Your output should be the lines of the entries below, exactly, from the first one through the line that holds "concrete collaborators: environment".

________________

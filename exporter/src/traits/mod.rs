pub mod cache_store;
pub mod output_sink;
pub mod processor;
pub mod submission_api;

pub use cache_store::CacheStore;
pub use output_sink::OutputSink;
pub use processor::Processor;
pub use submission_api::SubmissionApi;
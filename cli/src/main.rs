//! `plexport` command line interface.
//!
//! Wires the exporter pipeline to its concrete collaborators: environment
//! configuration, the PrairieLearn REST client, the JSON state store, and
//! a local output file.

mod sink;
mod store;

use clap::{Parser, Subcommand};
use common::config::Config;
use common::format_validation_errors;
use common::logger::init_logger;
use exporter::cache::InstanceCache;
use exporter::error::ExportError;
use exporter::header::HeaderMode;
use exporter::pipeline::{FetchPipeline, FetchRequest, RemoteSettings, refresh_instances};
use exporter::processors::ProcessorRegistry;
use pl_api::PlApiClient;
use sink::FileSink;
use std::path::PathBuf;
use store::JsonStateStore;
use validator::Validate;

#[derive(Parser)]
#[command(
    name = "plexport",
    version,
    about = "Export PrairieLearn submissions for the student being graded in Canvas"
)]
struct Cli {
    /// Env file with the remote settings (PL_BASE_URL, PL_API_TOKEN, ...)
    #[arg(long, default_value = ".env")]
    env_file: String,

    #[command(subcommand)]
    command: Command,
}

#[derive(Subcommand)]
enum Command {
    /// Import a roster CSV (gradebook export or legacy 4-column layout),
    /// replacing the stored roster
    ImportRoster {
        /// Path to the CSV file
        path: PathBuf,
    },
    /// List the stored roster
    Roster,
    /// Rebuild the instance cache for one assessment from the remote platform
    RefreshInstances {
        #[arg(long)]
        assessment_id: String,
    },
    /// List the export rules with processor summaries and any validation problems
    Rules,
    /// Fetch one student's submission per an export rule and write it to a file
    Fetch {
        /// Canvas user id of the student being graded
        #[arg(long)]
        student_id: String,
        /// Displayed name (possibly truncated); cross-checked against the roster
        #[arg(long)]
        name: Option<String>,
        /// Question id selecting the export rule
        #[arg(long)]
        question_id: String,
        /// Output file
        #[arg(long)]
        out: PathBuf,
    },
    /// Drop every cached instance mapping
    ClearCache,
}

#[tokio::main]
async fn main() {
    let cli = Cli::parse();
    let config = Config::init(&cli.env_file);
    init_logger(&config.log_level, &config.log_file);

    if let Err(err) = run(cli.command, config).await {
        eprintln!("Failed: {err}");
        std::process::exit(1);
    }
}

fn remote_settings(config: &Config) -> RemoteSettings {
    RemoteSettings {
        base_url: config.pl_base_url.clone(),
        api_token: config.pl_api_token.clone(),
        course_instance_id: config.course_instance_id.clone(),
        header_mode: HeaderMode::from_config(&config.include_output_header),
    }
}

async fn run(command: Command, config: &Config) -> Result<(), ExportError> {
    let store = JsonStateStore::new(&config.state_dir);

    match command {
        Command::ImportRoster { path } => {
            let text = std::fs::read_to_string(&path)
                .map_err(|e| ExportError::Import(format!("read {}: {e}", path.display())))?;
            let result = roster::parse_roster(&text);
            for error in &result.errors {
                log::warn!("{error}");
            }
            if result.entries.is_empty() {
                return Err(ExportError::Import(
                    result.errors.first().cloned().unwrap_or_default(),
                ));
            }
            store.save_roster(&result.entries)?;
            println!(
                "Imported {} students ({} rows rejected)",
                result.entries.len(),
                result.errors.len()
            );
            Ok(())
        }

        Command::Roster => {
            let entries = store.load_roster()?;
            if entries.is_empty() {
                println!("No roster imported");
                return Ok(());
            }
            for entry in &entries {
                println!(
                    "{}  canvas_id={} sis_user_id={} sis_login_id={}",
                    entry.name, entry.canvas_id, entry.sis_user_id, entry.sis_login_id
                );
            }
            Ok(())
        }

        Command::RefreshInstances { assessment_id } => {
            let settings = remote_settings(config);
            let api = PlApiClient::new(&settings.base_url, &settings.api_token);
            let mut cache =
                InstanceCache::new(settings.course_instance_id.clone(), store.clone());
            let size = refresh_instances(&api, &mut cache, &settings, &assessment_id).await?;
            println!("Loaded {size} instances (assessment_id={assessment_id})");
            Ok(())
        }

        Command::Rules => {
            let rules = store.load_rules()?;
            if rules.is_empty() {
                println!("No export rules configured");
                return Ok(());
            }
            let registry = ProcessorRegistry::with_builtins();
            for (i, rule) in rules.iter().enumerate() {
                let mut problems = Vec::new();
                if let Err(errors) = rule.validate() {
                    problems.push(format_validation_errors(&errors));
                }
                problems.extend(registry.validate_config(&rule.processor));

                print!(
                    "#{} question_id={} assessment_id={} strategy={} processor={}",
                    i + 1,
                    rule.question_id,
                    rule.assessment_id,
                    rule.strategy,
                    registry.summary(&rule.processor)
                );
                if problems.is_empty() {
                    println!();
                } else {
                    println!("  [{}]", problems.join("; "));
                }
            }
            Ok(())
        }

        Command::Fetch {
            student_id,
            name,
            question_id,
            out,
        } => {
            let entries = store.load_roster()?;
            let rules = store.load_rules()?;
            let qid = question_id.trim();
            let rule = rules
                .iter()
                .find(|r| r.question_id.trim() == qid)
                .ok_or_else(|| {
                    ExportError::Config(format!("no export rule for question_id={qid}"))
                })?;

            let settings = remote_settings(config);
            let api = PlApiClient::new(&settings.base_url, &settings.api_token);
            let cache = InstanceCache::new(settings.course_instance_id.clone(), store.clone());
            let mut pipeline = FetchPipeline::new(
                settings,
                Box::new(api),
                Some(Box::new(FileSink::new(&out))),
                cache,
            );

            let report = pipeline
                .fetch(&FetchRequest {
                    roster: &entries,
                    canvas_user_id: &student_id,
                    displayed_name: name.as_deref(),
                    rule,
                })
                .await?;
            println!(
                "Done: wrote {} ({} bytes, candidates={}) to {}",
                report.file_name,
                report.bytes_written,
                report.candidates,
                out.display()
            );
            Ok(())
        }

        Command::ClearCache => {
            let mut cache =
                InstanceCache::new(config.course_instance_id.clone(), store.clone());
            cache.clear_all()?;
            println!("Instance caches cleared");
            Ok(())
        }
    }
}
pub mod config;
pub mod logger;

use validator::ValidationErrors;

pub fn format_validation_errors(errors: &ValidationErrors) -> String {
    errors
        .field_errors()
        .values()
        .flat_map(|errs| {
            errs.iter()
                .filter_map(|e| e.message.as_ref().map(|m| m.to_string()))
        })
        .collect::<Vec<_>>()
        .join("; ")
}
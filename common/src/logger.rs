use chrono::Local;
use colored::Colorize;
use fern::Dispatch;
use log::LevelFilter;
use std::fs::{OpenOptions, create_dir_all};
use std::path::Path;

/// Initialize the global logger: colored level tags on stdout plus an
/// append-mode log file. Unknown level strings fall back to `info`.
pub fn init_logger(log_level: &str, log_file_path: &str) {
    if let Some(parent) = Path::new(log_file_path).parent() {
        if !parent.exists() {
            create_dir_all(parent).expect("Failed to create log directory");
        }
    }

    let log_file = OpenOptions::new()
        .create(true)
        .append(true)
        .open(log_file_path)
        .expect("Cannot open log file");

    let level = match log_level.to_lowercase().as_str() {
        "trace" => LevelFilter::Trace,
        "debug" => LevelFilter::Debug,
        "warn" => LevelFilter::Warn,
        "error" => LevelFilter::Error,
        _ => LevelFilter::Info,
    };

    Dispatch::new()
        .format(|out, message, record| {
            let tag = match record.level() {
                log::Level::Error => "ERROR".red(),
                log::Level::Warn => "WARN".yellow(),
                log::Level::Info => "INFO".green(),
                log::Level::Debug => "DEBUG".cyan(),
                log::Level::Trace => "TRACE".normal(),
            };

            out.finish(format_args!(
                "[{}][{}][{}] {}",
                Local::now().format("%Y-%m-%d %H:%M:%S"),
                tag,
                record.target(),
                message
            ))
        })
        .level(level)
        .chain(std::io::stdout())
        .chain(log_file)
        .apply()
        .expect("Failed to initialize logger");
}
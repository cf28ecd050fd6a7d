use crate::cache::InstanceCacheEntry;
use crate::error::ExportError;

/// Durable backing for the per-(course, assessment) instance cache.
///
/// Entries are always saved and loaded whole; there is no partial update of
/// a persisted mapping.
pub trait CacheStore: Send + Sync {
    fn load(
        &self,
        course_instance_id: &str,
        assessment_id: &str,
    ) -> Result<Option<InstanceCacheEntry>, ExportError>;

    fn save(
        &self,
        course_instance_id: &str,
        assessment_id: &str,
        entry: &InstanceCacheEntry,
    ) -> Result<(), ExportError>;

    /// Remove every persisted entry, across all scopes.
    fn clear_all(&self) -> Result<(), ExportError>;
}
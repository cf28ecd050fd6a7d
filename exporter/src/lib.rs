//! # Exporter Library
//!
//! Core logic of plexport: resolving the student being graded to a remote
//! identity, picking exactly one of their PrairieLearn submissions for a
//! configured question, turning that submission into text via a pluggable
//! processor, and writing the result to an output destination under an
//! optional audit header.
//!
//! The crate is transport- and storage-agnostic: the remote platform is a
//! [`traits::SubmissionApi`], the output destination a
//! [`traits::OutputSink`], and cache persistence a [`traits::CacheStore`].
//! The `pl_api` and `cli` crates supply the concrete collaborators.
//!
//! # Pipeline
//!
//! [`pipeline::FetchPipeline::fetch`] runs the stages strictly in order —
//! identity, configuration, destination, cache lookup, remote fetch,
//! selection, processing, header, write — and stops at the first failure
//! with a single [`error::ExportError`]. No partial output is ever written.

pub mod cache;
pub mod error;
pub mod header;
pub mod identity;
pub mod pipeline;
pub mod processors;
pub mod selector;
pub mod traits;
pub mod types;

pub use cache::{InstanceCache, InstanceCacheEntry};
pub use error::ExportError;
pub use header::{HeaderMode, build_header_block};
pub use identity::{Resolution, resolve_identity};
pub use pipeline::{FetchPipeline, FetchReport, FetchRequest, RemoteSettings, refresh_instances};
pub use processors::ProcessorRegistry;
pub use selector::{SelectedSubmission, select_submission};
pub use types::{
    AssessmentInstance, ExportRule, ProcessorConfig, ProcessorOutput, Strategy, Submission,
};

________________

● **Expected output**:
filename exporter/src/traits/mod.rs
pub mod cache_store;
pub mod output_sink;
pub mod processor;
pub mod submission_api;

pub use cache_store::CacheStore;
pub use output_sink::OutputSink;
pub use processor::Processor;
pub use submission_api::SubmissionApi;
filename cli/src/main.rs
//! `plexport` command line interface.
//!
//! Wires the exporter pipeline to its concrete collaborators: environment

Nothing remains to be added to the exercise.